WHAT YOU WILL DO: Report every line of the records below that includes the string "InstanceRepositoryHandle".

RECORDS FOR THE TASK:
-- Opening Marker --

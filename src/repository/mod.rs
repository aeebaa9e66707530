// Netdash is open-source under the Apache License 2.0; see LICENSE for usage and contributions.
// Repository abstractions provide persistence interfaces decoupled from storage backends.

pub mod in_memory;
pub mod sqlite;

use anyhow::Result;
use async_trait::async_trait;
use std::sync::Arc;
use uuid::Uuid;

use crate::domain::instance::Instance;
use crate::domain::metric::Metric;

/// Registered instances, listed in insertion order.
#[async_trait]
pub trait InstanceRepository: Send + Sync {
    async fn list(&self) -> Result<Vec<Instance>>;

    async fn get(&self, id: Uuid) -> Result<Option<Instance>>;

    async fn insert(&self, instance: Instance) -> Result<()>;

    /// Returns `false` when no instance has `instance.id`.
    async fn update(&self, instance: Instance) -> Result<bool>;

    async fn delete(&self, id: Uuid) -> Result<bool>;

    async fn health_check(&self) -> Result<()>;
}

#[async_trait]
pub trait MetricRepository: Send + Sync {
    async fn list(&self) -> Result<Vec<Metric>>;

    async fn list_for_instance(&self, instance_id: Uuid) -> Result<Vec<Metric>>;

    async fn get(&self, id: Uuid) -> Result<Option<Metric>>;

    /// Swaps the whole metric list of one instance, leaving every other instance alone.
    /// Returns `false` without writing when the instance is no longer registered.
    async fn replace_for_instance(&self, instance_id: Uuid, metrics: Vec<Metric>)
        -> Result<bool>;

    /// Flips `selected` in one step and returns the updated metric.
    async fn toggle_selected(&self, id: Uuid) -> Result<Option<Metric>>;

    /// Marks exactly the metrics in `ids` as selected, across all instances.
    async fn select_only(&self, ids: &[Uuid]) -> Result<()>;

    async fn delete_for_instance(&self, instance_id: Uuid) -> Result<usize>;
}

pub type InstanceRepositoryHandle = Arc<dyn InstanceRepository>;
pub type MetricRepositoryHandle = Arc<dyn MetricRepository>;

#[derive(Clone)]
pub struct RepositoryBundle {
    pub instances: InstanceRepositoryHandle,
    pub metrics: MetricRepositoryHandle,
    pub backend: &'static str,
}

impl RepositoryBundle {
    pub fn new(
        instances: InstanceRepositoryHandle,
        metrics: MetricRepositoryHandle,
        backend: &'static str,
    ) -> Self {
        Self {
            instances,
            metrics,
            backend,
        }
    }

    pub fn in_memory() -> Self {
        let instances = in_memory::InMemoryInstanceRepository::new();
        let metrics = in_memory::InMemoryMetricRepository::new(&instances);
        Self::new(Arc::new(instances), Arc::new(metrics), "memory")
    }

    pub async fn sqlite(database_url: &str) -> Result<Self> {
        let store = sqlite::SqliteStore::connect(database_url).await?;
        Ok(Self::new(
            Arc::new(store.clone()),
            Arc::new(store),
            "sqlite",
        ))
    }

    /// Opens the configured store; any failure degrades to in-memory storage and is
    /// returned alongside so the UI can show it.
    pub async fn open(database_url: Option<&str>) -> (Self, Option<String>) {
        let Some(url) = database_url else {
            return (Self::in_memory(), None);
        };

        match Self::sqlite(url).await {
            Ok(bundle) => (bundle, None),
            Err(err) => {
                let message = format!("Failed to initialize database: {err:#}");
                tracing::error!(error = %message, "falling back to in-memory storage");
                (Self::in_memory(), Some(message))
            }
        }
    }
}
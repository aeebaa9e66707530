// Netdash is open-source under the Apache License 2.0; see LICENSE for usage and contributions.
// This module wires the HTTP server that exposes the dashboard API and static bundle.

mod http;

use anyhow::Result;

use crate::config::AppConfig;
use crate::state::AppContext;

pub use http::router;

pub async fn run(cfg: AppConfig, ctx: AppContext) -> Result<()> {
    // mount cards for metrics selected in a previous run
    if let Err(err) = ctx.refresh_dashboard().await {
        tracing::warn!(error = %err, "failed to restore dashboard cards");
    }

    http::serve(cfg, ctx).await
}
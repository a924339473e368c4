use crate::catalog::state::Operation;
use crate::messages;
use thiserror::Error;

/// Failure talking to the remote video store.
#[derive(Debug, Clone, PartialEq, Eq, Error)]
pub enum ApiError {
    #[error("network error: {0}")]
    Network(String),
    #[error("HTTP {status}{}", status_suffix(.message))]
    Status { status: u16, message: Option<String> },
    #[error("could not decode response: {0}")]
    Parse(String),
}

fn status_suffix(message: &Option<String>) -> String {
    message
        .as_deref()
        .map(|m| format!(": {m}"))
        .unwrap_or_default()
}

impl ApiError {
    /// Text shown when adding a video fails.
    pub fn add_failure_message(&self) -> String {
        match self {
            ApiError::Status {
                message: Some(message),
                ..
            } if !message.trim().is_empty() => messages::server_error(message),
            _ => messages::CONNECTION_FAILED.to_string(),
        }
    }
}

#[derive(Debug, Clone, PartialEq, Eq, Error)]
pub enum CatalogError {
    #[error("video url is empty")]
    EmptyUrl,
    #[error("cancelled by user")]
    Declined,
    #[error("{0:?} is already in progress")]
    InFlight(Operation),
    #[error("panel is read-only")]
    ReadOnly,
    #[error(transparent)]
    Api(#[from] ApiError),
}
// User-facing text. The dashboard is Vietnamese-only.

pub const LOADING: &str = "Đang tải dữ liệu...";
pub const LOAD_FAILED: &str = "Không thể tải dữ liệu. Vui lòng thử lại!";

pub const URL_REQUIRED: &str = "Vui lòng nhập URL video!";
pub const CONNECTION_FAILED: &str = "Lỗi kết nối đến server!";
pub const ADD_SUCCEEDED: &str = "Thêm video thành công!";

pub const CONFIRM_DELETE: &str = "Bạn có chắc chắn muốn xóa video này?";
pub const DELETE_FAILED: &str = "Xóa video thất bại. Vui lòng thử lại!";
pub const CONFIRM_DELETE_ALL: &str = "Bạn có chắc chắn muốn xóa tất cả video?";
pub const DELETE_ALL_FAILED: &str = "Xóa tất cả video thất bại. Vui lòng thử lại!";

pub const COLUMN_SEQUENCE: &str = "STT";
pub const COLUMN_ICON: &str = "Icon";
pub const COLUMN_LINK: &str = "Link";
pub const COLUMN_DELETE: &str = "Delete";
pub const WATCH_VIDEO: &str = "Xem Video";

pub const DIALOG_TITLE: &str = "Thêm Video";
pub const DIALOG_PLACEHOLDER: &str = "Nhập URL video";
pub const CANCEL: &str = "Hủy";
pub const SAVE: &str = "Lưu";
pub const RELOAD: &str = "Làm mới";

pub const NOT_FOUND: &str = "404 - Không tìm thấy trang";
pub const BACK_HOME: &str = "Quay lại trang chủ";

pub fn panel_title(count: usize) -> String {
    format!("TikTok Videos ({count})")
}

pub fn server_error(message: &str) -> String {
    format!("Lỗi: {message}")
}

-- Closing Marker --

SOLUTION BELOW:
pub type InstanceRepositoryHandle = Arc<dyn InstanceRepository>;
    pub instances: InstanceRepositoryHandle,
        instances: InstanceRepositoryHandle,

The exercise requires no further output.